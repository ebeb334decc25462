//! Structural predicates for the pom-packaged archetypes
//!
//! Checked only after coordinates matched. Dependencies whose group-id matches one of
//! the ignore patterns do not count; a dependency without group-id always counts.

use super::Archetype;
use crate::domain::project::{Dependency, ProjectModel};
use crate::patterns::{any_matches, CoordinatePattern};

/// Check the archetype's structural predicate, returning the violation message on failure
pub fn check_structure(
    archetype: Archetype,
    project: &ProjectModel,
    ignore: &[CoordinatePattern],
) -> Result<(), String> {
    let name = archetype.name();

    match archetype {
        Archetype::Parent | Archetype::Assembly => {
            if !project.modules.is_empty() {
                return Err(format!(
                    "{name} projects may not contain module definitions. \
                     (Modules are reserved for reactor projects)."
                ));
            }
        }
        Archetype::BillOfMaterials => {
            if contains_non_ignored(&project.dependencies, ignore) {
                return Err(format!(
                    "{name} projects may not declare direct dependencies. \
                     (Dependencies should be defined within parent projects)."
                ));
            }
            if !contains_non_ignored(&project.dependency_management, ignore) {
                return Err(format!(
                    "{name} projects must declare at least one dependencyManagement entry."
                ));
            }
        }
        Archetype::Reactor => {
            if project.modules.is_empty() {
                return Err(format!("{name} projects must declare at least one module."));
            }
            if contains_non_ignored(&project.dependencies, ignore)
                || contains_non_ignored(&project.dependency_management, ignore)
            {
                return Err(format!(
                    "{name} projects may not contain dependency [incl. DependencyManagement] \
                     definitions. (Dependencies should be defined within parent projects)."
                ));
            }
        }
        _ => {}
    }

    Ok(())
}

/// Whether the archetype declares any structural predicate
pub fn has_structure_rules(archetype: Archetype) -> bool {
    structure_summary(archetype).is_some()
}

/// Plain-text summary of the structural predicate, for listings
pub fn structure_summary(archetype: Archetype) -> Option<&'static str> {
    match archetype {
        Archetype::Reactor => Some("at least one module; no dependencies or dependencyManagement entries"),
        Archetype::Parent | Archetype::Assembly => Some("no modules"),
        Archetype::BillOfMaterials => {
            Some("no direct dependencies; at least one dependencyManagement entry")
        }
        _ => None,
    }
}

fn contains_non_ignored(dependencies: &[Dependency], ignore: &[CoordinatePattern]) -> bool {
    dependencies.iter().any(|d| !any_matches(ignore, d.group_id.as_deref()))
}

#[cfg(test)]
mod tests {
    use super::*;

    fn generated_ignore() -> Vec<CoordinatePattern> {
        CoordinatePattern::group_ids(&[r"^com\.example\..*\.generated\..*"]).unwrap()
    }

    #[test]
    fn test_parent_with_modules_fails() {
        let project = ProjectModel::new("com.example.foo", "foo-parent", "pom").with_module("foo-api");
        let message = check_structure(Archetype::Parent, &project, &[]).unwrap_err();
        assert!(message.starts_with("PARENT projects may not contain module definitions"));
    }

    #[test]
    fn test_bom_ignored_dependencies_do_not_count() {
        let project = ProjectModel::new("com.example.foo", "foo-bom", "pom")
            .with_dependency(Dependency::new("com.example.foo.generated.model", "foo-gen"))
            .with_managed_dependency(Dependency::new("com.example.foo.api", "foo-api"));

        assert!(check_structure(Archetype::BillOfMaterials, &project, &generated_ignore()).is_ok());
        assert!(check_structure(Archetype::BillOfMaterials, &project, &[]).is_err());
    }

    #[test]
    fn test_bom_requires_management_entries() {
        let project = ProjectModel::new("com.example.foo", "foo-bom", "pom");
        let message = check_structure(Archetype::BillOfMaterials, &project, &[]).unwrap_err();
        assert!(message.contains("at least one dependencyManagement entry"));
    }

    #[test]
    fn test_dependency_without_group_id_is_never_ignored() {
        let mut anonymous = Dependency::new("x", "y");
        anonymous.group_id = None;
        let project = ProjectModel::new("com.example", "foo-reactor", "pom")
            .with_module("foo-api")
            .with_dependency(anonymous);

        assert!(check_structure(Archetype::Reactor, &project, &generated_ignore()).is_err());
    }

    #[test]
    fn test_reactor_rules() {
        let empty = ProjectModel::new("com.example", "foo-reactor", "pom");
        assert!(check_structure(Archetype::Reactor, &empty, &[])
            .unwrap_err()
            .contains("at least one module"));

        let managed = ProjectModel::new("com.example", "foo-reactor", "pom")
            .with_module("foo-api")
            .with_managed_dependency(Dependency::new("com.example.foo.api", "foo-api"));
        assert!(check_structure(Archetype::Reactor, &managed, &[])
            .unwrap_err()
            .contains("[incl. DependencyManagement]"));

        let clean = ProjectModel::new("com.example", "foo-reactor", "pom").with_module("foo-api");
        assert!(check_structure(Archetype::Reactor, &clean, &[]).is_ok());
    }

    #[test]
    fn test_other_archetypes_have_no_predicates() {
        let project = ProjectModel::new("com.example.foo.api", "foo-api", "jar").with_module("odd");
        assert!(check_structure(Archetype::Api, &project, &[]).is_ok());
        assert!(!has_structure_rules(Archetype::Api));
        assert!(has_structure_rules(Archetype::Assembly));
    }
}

==

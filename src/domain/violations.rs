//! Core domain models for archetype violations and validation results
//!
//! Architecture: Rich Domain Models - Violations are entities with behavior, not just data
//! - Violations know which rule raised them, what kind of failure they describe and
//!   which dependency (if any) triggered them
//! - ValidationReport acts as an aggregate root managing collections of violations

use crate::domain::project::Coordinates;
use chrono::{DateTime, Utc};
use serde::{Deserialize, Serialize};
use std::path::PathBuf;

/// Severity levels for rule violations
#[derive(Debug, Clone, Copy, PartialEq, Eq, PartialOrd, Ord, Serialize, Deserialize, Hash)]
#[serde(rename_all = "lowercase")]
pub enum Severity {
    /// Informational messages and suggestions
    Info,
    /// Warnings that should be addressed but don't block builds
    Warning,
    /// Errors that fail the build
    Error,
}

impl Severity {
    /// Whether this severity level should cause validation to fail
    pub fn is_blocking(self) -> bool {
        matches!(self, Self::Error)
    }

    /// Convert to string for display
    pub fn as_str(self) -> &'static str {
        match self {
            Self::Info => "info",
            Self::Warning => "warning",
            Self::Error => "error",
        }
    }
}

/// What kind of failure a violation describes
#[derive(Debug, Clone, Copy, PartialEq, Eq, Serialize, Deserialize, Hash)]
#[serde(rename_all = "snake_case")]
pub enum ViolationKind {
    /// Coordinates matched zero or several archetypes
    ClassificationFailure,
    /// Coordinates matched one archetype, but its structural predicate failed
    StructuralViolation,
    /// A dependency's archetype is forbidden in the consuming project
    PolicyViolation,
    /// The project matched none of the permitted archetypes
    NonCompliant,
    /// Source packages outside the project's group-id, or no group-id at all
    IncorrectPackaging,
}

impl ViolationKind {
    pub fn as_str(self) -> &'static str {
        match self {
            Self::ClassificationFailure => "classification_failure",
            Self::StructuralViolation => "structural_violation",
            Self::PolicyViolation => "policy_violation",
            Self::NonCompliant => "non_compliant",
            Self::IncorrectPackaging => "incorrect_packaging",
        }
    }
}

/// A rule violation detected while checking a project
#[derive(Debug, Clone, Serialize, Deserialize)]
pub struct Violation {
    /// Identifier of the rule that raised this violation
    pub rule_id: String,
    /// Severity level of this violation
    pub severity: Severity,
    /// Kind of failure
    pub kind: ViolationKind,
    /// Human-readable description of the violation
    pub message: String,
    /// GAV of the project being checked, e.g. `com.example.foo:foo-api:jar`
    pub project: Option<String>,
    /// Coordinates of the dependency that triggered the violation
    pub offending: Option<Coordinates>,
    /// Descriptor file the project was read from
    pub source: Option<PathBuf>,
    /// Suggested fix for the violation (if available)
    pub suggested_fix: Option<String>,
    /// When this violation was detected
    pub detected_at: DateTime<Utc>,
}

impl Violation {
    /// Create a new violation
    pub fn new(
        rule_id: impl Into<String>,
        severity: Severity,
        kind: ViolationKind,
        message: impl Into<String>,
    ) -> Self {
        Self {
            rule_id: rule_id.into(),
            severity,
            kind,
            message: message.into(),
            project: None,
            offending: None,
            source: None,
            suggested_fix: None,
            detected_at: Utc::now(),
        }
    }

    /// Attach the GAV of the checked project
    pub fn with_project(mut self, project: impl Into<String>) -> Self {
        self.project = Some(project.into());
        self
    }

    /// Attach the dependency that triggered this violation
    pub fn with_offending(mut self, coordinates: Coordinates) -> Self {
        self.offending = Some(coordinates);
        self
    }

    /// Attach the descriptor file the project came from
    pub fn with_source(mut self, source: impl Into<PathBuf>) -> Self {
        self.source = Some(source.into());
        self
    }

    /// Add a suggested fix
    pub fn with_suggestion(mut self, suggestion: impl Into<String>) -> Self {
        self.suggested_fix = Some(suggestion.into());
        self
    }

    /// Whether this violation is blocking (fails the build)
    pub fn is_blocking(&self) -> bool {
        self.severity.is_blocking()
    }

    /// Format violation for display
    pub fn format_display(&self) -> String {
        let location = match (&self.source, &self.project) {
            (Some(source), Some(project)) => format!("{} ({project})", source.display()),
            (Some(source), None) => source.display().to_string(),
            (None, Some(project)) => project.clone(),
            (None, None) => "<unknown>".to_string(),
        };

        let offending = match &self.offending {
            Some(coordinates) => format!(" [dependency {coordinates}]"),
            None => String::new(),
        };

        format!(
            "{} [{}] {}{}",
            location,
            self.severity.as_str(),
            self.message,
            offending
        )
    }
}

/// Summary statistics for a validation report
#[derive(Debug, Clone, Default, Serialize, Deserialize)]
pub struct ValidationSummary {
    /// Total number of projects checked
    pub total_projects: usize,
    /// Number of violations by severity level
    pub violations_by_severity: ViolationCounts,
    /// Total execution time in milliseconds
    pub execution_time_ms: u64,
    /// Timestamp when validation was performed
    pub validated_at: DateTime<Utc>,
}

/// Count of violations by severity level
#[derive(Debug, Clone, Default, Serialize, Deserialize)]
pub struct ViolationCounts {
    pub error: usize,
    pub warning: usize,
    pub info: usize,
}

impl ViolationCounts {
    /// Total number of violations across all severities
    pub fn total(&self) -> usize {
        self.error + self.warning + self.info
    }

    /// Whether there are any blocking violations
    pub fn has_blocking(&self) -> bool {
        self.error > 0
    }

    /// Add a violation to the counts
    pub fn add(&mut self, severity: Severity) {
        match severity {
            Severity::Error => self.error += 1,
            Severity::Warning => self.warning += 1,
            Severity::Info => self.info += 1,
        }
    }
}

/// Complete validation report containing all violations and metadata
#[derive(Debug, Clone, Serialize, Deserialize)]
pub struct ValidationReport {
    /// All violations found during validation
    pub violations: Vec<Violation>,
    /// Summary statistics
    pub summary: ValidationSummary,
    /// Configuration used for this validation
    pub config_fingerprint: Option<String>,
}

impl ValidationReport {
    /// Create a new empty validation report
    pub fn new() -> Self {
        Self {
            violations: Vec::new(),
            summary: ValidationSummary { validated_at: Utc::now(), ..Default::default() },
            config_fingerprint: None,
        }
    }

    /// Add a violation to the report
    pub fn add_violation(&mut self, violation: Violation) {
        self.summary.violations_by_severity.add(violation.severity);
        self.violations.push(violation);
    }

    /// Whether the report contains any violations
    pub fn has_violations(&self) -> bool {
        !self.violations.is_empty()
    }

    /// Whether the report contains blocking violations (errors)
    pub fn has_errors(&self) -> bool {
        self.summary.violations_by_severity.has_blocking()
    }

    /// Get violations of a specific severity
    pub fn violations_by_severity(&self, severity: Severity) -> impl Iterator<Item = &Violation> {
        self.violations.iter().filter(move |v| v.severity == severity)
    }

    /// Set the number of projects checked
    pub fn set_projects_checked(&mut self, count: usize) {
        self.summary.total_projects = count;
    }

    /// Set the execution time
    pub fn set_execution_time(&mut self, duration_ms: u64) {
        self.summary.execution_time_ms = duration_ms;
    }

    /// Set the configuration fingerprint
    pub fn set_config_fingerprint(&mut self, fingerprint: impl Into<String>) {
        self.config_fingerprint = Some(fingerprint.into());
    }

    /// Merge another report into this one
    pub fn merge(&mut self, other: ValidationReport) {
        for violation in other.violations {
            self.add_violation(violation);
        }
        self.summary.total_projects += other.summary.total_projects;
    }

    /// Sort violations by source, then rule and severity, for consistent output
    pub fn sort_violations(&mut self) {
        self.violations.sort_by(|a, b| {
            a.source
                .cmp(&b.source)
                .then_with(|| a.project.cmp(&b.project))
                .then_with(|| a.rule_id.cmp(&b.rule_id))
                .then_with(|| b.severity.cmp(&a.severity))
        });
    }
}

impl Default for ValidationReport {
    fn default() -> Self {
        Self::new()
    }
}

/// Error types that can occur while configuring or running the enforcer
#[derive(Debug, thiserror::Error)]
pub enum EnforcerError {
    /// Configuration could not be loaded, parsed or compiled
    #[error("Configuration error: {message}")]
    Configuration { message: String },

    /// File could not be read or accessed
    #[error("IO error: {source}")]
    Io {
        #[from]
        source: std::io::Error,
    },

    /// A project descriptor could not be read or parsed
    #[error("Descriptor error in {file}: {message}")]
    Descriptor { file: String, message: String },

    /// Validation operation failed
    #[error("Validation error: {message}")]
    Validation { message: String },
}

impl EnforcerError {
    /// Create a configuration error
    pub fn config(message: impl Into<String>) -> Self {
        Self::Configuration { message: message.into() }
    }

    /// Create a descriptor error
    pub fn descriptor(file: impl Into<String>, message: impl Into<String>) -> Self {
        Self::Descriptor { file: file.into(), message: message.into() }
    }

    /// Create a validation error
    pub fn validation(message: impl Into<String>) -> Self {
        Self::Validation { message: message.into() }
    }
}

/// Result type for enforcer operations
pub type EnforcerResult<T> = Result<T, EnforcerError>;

...

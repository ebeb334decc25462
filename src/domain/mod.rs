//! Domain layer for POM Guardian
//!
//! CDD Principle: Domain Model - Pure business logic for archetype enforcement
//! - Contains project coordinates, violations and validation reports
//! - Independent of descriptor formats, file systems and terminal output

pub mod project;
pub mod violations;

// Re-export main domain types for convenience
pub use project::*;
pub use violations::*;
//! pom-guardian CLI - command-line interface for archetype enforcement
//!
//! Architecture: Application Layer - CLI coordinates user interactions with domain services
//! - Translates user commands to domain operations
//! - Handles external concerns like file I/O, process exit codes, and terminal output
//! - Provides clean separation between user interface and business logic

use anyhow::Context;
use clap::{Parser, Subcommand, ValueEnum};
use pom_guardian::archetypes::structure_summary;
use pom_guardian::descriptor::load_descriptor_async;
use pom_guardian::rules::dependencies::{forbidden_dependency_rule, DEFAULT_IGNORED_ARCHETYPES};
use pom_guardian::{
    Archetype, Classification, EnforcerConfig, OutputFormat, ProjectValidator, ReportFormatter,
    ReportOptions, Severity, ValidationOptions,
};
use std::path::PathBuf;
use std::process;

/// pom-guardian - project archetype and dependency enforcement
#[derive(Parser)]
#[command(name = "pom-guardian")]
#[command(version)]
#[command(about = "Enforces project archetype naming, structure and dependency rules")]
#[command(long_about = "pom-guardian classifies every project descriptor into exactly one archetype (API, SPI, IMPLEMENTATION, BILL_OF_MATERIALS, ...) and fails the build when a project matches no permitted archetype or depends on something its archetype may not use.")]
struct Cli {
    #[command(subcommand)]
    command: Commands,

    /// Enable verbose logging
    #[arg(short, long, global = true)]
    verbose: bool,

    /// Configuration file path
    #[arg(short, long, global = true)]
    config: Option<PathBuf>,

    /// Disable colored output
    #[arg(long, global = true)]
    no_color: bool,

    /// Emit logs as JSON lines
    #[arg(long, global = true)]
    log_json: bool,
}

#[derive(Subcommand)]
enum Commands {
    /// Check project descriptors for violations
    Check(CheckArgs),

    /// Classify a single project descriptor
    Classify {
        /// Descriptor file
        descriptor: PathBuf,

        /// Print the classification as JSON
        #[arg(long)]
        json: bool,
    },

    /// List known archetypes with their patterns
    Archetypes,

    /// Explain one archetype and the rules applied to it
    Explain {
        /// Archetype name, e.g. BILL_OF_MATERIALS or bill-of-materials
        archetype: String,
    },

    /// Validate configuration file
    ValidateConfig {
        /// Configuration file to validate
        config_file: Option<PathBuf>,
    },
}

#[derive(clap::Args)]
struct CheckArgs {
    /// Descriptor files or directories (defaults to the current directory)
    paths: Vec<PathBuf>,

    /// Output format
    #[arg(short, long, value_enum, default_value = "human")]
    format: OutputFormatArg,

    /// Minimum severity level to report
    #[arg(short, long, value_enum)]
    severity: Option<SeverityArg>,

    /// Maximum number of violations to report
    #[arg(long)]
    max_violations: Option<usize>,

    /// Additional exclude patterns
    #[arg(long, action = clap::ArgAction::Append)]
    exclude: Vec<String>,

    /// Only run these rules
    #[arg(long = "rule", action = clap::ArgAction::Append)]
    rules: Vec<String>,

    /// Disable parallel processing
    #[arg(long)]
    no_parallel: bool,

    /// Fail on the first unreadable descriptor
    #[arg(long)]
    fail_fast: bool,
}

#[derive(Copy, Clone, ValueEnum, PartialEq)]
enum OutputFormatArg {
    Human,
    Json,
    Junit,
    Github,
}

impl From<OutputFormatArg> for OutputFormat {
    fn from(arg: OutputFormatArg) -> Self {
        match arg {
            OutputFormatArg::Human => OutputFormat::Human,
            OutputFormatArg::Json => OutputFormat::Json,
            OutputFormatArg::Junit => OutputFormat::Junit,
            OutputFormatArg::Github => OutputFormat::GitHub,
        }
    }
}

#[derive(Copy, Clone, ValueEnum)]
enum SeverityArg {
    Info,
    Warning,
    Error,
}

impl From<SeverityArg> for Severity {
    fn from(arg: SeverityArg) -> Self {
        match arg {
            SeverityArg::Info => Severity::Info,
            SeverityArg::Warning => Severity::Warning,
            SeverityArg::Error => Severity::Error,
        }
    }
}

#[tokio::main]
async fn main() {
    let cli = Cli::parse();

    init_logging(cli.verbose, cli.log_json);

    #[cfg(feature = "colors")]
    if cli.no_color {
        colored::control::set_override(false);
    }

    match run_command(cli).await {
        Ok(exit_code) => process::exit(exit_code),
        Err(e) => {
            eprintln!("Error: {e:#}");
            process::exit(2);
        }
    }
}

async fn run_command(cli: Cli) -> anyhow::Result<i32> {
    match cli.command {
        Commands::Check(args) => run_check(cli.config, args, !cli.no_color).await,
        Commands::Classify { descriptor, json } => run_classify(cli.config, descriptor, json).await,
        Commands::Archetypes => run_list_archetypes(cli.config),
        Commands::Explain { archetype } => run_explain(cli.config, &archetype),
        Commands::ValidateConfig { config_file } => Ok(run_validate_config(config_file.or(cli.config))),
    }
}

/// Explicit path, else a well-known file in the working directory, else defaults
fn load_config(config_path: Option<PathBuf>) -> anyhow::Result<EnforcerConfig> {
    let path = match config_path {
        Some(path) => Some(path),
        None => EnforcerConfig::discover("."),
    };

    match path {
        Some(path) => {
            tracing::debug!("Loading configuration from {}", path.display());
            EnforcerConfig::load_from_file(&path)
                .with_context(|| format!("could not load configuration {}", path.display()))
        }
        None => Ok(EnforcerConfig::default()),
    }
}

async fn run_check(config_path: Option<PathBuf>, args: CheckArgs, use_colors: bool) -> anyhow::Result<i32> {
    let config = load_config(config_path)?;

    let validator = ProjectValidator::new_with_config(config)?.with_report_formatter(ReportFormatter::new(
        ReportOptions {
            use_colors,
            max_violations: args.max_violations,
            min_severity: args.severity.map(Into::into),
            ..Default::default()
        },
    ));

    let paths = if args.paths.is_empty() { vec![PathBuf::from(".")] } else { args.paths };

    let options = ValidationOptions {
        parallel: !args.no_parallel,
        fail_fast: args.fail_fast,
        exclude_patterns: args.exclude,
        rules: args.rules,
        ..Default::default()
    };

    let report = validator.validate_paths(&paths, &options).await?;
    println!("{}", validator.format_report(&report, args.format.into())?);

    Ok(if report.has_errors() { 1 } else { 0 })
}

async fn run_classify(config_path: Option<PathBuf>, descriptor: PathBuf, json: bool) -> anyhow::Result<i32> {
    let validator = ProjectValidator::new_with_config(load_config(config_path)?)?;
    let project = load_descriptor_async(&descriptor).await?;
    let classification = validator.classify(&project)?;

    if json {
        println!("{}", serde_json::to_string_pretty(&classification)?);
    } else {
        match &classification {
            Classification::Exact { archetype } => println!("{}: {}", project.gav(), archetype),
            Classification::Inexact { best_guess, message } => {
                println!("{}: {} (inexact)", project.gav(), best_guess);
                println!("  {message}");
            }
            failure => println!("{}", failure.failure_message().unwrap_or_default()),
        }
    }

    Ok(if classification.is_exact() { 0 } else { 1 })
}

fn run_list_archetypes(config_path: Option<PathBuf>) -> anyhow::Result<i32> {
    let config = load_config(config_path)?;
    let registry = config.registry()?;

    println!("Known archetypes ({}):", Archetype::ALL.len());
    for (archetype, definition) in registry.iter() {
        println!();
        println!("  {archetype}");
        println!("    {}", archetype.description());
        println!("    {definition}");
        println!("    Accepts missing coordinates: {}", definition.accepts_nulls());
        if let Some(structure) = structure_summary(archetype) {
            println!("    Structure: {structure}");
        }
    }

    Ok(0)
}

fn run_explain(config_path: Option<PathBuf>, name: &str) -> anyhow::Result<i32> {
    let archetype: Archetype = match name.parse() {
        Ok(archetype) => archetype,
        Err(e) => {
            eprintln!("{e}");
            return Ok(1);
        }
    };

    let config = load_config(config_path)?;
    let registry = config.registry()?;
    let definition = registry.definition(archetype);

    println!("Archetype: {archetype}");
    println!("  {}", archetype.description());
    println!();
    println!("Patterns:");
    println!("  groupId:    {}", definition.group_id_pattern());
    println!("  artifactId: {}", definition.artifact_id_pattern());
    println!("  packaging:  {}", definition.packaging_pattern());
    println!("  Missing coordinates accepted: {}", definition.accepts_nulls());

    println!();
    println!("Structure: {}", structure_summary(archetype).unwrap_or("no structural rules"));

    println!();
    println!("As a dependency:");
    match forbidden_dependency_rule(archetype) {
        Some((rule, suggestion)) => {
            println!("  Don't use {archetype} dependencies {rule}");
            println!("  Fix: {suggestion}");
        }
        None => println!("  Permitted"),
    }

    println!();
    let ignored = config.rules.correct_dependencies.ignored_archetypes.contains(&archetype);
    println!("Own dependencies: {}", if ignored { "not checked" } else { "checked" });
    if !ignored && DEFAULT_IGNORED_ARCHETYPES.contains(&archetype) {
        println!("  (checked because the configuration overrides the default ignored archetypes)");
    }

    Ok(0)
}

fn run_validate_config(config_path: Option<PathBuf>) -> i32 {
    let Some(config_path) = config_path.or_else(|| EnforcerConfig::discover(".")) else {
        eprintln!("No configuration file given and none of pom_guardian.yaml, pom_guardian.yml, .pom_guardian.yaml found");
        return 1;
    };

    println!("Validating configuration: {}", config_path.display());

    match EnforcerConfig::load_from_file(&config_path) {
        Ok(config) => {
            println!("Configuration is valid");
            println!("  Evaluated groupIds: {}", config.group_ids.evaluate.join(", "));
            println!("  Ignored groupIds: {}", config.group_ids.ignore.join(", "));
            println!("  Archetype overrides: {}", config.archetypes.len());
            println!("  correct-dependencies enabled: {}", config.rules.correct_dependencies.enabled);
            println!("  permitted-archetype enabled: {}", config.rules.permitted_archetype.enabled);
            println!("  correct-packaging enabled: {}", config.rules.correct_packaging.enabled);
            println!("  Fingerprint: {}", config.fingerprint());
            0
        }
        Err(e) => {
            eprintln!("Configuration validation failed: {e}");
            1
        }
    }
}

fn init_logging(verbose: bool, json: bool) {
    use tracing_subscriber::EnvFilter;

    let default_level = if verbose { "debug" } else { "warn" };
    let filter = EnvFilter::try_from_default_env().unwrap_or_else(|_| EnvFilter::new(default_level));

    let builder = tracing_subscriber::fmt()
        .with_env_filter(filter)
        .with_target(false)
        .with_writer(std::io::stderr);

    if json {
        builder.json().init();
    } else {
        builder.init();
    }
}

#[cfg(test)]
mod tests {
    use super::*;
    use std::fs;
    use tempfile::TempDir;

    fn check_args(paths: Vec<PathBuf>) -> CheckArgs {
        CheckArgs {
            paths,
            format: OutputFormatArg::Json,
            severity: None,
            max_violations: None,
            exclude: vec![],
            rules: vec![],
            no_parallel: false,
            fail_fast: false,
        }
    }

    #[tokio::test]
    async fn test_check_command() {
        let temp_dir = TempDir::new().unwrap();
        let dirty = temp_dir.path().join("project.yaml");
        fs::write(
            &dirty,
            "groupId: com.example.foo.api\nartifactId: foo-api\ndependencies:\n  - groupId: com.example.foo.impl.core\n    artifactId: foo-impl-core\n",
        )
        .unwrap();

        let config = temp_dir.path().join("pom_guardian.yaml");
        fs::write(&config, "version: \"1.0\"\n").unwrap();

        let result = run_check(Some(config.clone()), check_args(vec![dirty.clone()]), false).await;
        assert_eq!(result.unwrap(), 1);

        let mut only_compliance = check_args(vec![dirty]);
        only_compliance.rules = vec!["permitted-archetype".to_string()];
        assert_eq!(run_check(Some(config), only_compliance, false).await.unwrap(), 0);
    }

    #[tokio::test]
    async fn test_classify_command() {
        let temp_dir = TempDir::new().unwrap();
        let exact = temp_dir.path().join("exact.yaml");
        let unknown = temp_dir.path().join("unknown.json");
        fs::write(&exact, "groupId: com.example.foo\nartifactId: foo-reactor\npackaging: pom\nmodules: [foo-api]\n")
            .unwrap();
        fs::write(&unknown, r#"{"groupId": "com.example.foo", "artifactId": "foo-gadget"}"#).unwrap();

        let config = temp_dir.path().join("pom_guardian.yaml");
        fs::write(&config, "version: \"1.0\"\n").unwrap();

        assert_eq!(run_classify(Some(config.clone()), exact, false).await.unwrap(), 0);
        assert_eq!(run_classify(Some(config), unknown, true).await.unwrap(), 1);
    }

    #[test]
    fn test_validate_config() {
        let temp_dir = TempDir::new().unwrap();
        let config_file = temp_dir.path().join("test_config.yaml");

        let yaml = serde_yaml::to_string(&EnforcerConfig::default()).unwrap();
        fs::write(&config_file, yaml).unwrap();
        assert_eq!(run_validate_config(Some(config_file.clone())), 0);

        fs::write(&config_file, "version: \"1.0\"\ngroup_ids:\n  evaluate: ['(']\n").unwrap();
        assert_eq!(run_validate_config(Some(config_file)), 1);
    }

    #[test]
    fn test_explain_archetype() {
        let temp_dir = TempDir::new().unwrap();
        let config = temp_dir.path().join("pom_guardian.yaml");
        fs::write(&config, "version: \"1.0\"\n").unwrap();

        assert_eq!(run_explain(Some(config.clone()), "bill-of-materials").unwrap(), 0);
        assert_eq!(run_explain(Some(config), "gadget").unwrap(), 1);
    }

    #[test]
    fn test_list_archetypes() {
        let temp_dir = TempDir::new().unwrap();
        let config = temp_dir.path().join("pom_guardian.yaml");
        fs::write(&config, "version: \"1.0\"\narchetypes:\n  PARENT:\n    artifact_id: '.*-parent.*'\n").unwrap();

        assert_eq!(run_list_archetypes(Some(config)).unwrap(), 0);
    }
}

▸ Instructions for the task
Pick out each line in the material containing "definitions".

▸ Exercise solution
                    "{name} projects may not contain module definitions. \
                     definitions. (Dependencies should be defined within parent projects)."
        assert!(message.starts_with("PARENT projects may not contain module definitions"));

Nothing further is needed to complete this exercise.